/// Split valid recipes into batches under the configured caps. Invalid
/// recipes never enter a batch. Recipes without limits are skipped
/// defensively (the generator guarantees they do not occur).
pub fn split_into_batches(
    recipes: &[PayoutRecipe],
    config: &BatchingConfiguration,
) -> Vec<RecipeBatch> {
    let mut valid: Vec<PayoutRecipe> = recipes
        .iter()
        .filter(|r| r.is_valid && r.op_limits.is_some())
        .cloned()
        .collect();
    valid.sort_by(packing_order);

    // three independent packing lanes per the split policies
    let mut regular: Vec<PayoutRecipe> = Vec::new();
    let mut contract_calls: Vec<PayoutRecipe> = Vec::new();
    let mut fa_transfers: Vec<PayoutRecipe> = Vec::new();
    for recipe in valid {
        if recipe.tx_kind.is_fa() && !config.mix_in_fa_transfers {
            fa_transfers.push(recipe);
        } else if recipe.recipient.is_contract() && !config.mix_in_contract_calls {
            contract_calls.push(recipe);
        } else {
            regular.push(recipe);
        }
    }

    let mut batches = Vec::new();
    for lane in [regular, contract_calls, fa_transfers] {
        batches.extend(pack_lane(lane, config));
    }
    batches
}

fn pack_lane(lane: Vec<PayoutRecipe>, config: &BatchingConfiguration) -> Vec<RecipeBatch> {
    let mut batches = Vec::new();
    let mut current = RecipeBatch::default();
    let mut gas = 0u64;
    let mut size = 0u64;
    for recipe in lane {
        let limits = recipe.op_limits.unwrap_or_default();
        let fits = gas + limits.gas_limit <= config.gas_cap
            && size + limits.serialized_size <= config.size_cap;
        if !fits && !current.is_empty() {
            batches.push(std::mem::take(&mut current));
            gas = 0;
            size = 0;
        }
        gas += limits.gas_limit;
        size += limits.serialized_size;
        current.0.push(recipe);
    }
    if !current.is_empty() {
        batches.push(current);
    }
    batches
}

/// Buffers applied on top of measured limits.
#[derive(Debug, Clone, Copy, Default)]
pub struct SimulationBuffers {
    pub gas_limit_buffer: u64,
    pub deserialization_gas_buffer: u64,
    pub fee_buffer: Mutez,
    pub kt_fee_buffer: Mutez,
}

fn buffered_limits(
    measured: &OpLimits,
    destination_is_contract: bool,
    buffers: &SimulationBuffers,
) -> OpLimits {
    OpLimits {
        gas_limit: measured.gas_limit
            + buffers.gas_limit_buffer
            + buffers.deserialization_gas_buffer,
        storage_limit: measured.storage_limit,
        transaction_fee: measured.transaction_fee
            + if destination_is_contract {
                buffers.kt_fee_buffer
            } else {
                buffers.fee_buffer
            },
        allocation_fee: measured.allocation_fee,
        serialized_size: measured.serialized_size,
    }
}

fn build_simulation_op(
    source: &Address,
    candidates: &[SimulatedCandidate],
    chunk: &[usize],
) -> Result<Operation> {
    let mut op = Operation::new().with_source(source.clone());
    for &index in chunk {
        op.add_transfer(&candidates[index])?;
    }
    Ok(op)
}

/// Measure per-candidate resource costs by dry-running chunks of transfer
/// contents. A failed chunk is bisected; a failing singleton is dropped as
/// FAILED_TO_ESTIMATE_TX_COSTS, everything else keeps assembling.
pub async fn measure_op_limits(
    collector: &dyn CollectorEngine,
    source: &Address,
    public_key: &str,
    candidates: &mut [SimulatedCandidate],
    buffers: &SimulationBuffers,
) -> Result<()> {
    let valid_indices: Vec<usize> = candidates
        .iter()
        .enumerate()
        .filter(|(_, c)| !c.is_invalid() && c.bonded.bonds_amount > 0)
        .map(|(i, _)| i)
        .collect();

    let mut queue: VecDeque<Vec<usize>> = valid_indices
        .chunks(SIMULATION_BATCH_SIZE)
        .map(|c| c.to_vec())
        .collect();

    while let Some(chunk) = queue.pop_front() {
        if chunk.is_empty() {
            continue;
        }
        let op = build_simulation_op(source, candidates, &chunk)?;
        match collector.simulate(&op, public_key).await {
            Ok(result) => {
                for (position, &index) in chunk.iter().enumerate() {
                    let candidate = &mut candidates[index];
                    candidate.clear_batch_estimate_marker();
                    match result.limits.get(position) {
                        Some(measured) => {
                            let is_contract = candidate.bonded.candidate.recipient.is_contract();
                            candidate.op_limits =
                                Some(buffered_limits(measured, is_contract, buffers));
                        }
                        None => {
                            log::warn!(
                                "dry-run returned no limits for {}",
                                candidates[index].bonded.candidate.recipient
                            );
                            candidates[index].invalidate(InvalidReason::FailedEstimate);
                        }
                    }
                }
            }
            Err(err) if chunk.len() == 1 => {
                let candidate = &mut candidates[chunk[0]];
                log::warn!(
                    "failed to estimate costs of payout to {} - {}",
                    candidate.bonded.candidate.recipient,
                    err
                );
                candidate.invalidate(InvalidReason::FailedEstimate);
            }
            Err(err) => {
                log::debug!(
                    "dry-run of {} transfers failed, bisecting - {}",
                    chunk.len(),
                    err
                );
                for &index in &chunk {
                    candidates[index].invalidate(InvalidReason::FailedBatchEstimate);
                }
                let middle = chunk.len() / 2;
                let (left, right) = chunk.split_at(middle);
                queue.push_front(right.to_vec());
                queue.push_front(left.to_vec());
            }
        }
    }
    Ok(())
}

* [What the exercise asks]: Your response should consist of the full listing, exactly as written.

* [Response to this exercise]:
/// Split valid recipes into batches under the configured caps. Invalid
/// recipes never enter a batch. Recipes without limits are skipped
/// defensively (the generator guarantees they do not occur).
pub fn split_into_batches(
    recipes: &[PayoutRecipe],
    config: &BatchingConfiguration,
) -> Vec<RecipeBatch> {
    let mut valid: Vec<PayoutRecipe> = recipes
        .iter()
        .filter(|r| r.is_valid && r.op_limits.is_some())
        .cloned()
        .collect();
    valid.sort_by(packing_order);

    // three independent packing lanes per the split policies
    let mut regular: Vec<PayoutRecipe> = Vec::new();
    let mut contract_calls: Vec<PayoutRecipe> = Vec::new();
    let mut fa_transfers: Vec<PayoutRecipe> = Vec::new();
    for recipe in valid {
        if recipe.tx_kind.is_fa() && !config.mix_in_fa_transfers {
            fa_transfers.push(recipe);
        } else if recipe.recipient.is_contract() && !config.mix_in_contract_calls {
            contract_calls.push(recipe);
        } else {
            regular.push(recipe);
        }
    }

    let mut batches = Vec::new();
    for lane in [regular, contract_calls, fa_transfers] {
        batches.extend(pack_lane(lane, config));
    }
    batches
}

fn pack_lane(lane: Vec<PayoutRecipe>, config: &BatchingConfiguration) -> Vec<RecipeBatch> {
    let mut batches = Vec::new();
    let mut current = RecipeBatch::default();
    let mut gas = 0u64;
    let mut size = 0u64;
    for recipe in lane {
        let limits = recipe.op_limits.unwrap_or_default();
        let fits = gas + limits.gas_limit <= config.gas_cap
            && size + limits.serialized_size <= config.size_cap;
        if !fits && !current.is_empty() {
            batches.push(std::mem::take(&mut current));
            gas = 0;
            size = 0;
        }
        gas += limits.gas_limit;
        size += limits.serialized_size;
        current.0.push(recipe);
    }
    if !current.is_empty() {
        batches.push(current);
    }
    batches
}

/// Buffers applied on top of measured limits.
#[derive(Debug, Clone, Copy, Default)]
pub struct SimulationBuffers {
    pub gas_limit_buffer: u64,
    pub deserialization_gas_buffer: u64,
    pub fee_buffer: Mutez,
    pub kt_fee_buffer: Mutez,
}

fn buffered_limits(
    measured: &OpLimits,
    destination_is_contract: bool,
    buffers: &SimulationBuffers,
) -> OpLimits {
    OpLimits {
        gas_limit: measured.gas_limit
            + buffers.gas_limit_buffer
            + buffers.deserialization_gas_buffer,
        storage_limit: measured.storage_limit,
        transaction_fee: measured.transaction_fee
            + if destination_is_contract {
                buffers.kt_fee_buffer
            } else {
                buffers.fee_buffer
            },
        allocation_fee: measured.allocation_fee,
        serialized_size: measured.serialized_size,
    }
}

fn build_simulation_op(
    source: &Address,
    candidates: &[SimulatedCandidate],
    chunk: &[usize],
) -> Result<Operation> {
    let mut op = Operation::new().with_source(source.clone());
    for &index in chunk {
        op.add_transfer(&candidates[index])?;
    }
    Ok(op)
}

/// Measure per-candidate resource costs by dry-running chunks of transfer
/// contents. A failed chunk is bisected; a failing singleton is dropped as
/// FAILED_TO_ESTIMATE_TX_COSTS, everything else keeps assembling.
pub async fn measure_op_limits(
    collector: &dyn CollectorEngine,
    source: &Address,
    public_key: &str,
    candidates: &mut [SimulatedCandidate],
    buffers: &SimulationBuffers,
) -> Result<()> {
    let valid_indices: Vec<usize> = candidates
        .iter()
        .enumerate()
        .filter(|(_, c)| !c.is_invalid() && c.bonded.bonds_amount > 0)
        .map(|(i, _)| i)
        .collect();

    let mut queue: VecDeque<Vec<usize>> = valid_indices
        .chunks(SIMULATION_BATCH_SIZE)
        .map(|c| c.to_vec())
        .collect();

    while let Some(chunk) = queue.pop_front() {
        if chunk.is_empty() {
            continue;
        }
        let op = build_simulation_op(source, candidates, &chunk)?;
        match collector.simulate(&op, public_key).await {
            Ok(result) => {
                for (position, &index) in chunk.iter().enumerate() {
                    let candidate = &mut candidates[index];
                    candidate.clear_batch_estimate_marker();
                    match result.limits.get(position) {
                        Some(measured) => {
                            let is_contract = candidate.bonded.candidate.recipient.is_contract();
                            candidate.op_limits =
                                Some(buffered_limits(measured, is_contract, buffers));
                        }
                        None => {
                            log::warn!(
                                "dry-run returned no limits for {}",
                                candidates[index].bonded.candidate.recipient
                            );
                            candidates[index].invalidate(InvalidReason::FailedEstimate);
                        }
                    }
                }
            }
            Err(err) if chunk.len() == 1 => {
                let candidate = &mut candidates[chunk[0]];
                log::warn!(
                    "failed to estimate costs of payout to {} - {}",
                    candidate.bonded.candidate.recipient,
                    err
                );
                candidate.invalidate(InvalidReason::FailedEstimate);
            }
            Err(err) => {
                log::debug!(
                    "dry-run of {} transfers failed, bisecting - {}",
                    chunk.len(),
                    err
                );
                for &index in &chunk {
                    candidates[index].invalidate(InvalidReason::FailedBatchEstimate);
                }
                let middle = chunk.len() / 2;
                let (left, right) = chunk.split_at(middle);
                queue.push_front(right.to_vec());
                queue.push_front(left.to_vec());
            }
        }
    }
    Ok(())
}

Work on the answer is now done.